Saved data entries:
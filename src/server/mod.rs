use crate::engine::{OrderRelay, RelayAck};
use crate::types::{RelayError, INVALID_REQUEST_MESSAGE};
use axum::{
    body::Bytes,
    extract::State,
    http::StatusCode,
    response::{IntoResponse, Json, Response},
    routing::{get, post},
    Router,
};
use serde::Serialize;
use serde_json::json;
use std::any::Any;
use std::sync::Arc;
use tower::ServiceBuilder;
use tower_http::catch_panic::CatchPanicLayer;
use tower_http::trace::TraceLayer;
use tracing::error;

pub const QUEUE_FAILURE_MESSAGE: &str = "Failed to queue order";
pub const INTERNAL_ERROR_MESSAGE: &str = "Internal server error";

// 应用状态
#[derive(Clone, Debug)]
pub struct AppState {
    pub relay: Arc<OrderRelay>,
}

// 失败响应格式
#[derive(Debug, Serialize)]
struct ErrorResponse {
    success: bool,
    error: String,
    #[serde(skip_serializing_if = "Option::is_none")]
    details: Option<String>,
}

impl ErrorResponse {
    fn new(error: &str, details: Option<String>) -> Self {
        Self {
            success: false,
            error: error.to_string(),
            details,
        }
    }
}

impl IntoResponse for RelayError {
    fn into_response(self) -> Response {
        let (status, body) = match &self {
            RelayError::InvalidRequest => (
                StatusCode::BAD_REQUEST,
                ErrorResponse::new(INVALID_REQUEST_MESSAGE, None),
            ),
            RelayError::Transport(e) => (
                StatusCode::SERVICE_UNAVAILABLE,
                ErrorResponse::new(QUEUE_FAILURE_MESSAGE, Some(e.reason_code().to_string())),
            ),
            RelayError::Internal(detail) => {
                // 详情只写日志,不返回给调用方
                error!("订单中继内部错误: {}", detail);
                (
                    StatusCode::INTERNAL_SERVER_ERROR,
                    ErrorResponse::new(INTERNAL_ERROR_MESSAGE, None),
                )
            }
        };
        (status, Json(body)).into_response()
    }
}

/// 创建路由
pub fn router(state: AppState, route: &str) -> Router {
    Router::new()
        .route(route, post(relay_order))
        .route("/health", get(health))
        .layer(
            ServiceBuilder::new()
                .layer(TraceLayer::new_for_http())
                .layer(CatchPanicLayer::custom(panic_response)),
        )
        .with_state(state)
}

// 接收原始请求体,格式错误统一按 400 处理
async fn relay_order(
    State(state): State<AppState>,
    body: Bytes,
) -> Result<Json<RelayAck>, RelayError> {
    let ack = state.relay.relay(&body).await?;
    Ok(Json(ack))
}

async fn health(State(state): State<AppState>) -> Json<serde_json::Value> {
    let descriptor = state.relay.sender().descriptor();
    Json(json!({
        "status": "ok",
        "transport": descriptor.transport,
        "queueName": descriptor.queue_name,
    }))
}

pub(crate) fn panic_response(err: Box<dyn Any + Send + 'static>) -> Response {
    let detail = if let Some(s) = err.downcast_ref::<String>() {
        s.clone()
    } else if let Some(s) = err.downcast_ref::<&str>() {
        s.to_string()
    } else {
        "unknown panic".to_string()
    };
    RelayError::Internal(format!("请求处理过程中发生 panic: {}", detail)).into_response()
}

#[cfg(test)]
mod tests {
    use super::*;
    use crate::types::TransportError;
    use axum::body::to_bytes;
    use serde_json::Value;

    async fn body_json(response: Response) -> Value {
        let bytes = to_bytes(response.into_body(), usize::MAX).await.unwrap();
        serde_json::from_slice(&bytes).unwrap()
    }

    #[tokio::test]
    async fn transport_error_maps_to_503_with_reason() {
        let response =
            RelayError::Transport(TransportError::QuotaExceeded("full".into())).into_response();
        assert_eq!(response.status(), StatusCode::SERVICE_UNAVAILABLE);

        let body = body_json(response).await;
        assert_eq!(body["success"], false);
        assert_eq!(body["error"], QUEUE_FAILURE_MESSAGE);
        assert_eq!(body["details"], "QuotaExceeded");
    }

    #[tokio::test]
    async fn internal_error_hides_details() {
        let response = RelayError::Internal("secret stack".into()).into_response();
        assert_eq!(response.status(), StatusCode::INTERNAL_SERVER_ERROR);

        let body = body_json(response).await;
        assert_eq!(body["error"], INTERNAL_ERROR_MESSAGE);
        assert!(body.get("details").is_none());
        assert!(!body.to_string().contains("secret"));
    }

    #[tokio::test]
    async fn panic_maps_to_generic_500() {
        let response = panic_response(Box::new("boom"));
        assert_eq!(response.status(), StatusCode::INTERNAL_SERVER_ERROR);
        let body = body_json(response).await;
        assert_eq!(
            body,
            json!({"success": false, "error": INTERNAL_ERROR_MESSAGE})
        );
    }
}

■ What the exercise asks
Exact repetition is required: return every record shown above.

■ Solution
filename src/server/mod.rs
use crate::engine::{OrderRelay, RelayAck};
use crate::types::{RelayError, INVALID_REQUEST_MESSAGE};
use axum::{
    body::Bytes,
    extract::State,
    http::StatusCode,
    response::{IntoResponse, Json, Response},
    routing::{get, post},
    Router,
};
use serde::Serialize;
use serde_json::json;
use std::any::Any;
use std::sync::Arc;
use tower::ServiceBuilder;
use tower_http::catch_panic::CatchPanicLayer;
use tower_http::trace::TraceLayer;
use tracing::error;

pub const QUEUE_FAILURE_MESSAGE: &str = "Failed to queue order";
pub const INTERNAL_ERROR_MESSAGE: &str = "Internal server error";

// 应用状态
#[derive(Clone, Debug)]
pub struct AppState {
    pub relay: Arc<OrderRelay>,
}

// 失败响应格式
#[derive(Debug, Serialize)]
struct ErrorResponse {
    success: bool,
    error: String,
    #[serde(skip_serializing_if = "Option::is_none")]
    details: Option<String>,
}

impl ErrorResponse {
    fn new(error: &str, details: Option<String>) -> Self {
        Self {
            success: false,
            error: error.to_string(),
            details,
        }
    }
}

impl IntoResponse for RelayError {
    fn into_response(self) -> Response {
        let (status, body) = match &self {
            RelayError::InvalidRequest => (
                StatusCode::BAD_REQUEST,
                ErrorResponse::new(INVALID_REQUEST_MESSAGE, None),
            ),
            RelayError::Transport(e) => (
                StatusCode::SERVICE_UNAVAILABLE,
                ErrorResponse::new(QUEUE_FAILURE_MESSAGE, Some(e.reason_code().to_string())),
            ),
            RelayError::Internal(detail) => {
                // 详情只写日志,不返回给调用方
                error!("订单中继内部错误: {}", detail);
                (
                    StatusCode::INTERNAL_SERVER_ERROR,
                    ErrorResponse::new(INTERNAL_ERROR_MESSAGE, None),
                )
            }
        };
        (status, Json(body)).into_response()
    }
}

/// 创建路由
pub fn router(state: AppState, route: &str) -> Router {
    Router::new()
        .route(route, post(relay_order))
        .route("/health", get(health))
        .layer(
            ServiceBuilder::new()
                .layer(TraceLayer::new_for_http())
                .layer(CatchPanicLayer::custom(panic_response)),
        )
        .with_state(state)
}

// 接收原始请求体,格式错误统一按 400 处理
async fn relay_order(
    State(state): State<AppState>,
    body: Bytes,
) -> Result<Json<RelayAck>, RelayError> {
    let ack = state.relay.relay(&body).await?;
    Ok(Json(ack))
}

async fn health(State(state): State<AppState>) -> Json<serde_json::Value> {
    let descriptor = state.relay.sender().descriptor();
    Json(json!({
        "status": "ok",
        "transport": descriptor.transport,
        "queueName": descriptor.queue_name,
    }))
}

pub(crate) fn panic_response(err: Box<dyn Any + Send + 'static>) -> Response {
    let detail = if let Some(s) = err.downcast_ref::<String>() {
        s.clone()
    } else if let Some(s) = err.downcast_ref::<&str>() {
        s.to_string()
    } else {
        "unknown panic".to_string()
    };
    RelayError::Internal(format!("请求处理过程中发生 panic: {}", detail)).into_response()
}

#[cfg(test)]
mod tests {
    use super::*;
    use crate::types::TransportError;
    use axum::body::to_bytes;
    use serde_json::Value;

    async fn body_json(response: Response) -> Value {
        let bytes = to_bytes(response.into_body(), usize::MAX).await.unwrap();
        serde_json::from_slice(&bytes).unwrap()
    }

    #[tokio::test]
    async fn transport_error_maps_to_503_with_reason() {
        let response =
            RelayError::Transport(TransportError::QuotaExceeded("full".into())).into_response();
        assert_eq!(response.status(), StatusCode::SERVICE_UNAVAILABLE);

        let body = body_json(response).await;
        assert_eq!(body["success"], false);
        assert_eq!(body["error"], QUEUE_FAILURE_MESSAGE);
        assert_eq!(body["details"], "QuotaExceeded");
    }

    #[tokio::test]
    async fn internal_error_hides_details() {
        let response = RelayError::Internal("secret stack".into()).into_response();
        assert_eq!(response.status(), StatusCode::INTERNAL_SERVER_ERROR);

        let body = body_json(response).await;
        assert_eq!(body["error"], INTERNAL_ERROR_MESSAGE);
        assert!(body.get("details").is_none());
        assert!(!body.to_string().contains("secret"));
    }

    #[tokio::test]
    async fn panic_maps_to_generic_500() {
        let response = panic_response(Box::new("boom"));
        assert_eq!(response.status(), StatusCode::INTERNAL_SERVER_ERROR);
        let body = body_json(response).await;
        assert_eq!(
            body,
            json!({"success": false, "error": INTERNAL_ERROR_MESSAGE})
        );
    }
}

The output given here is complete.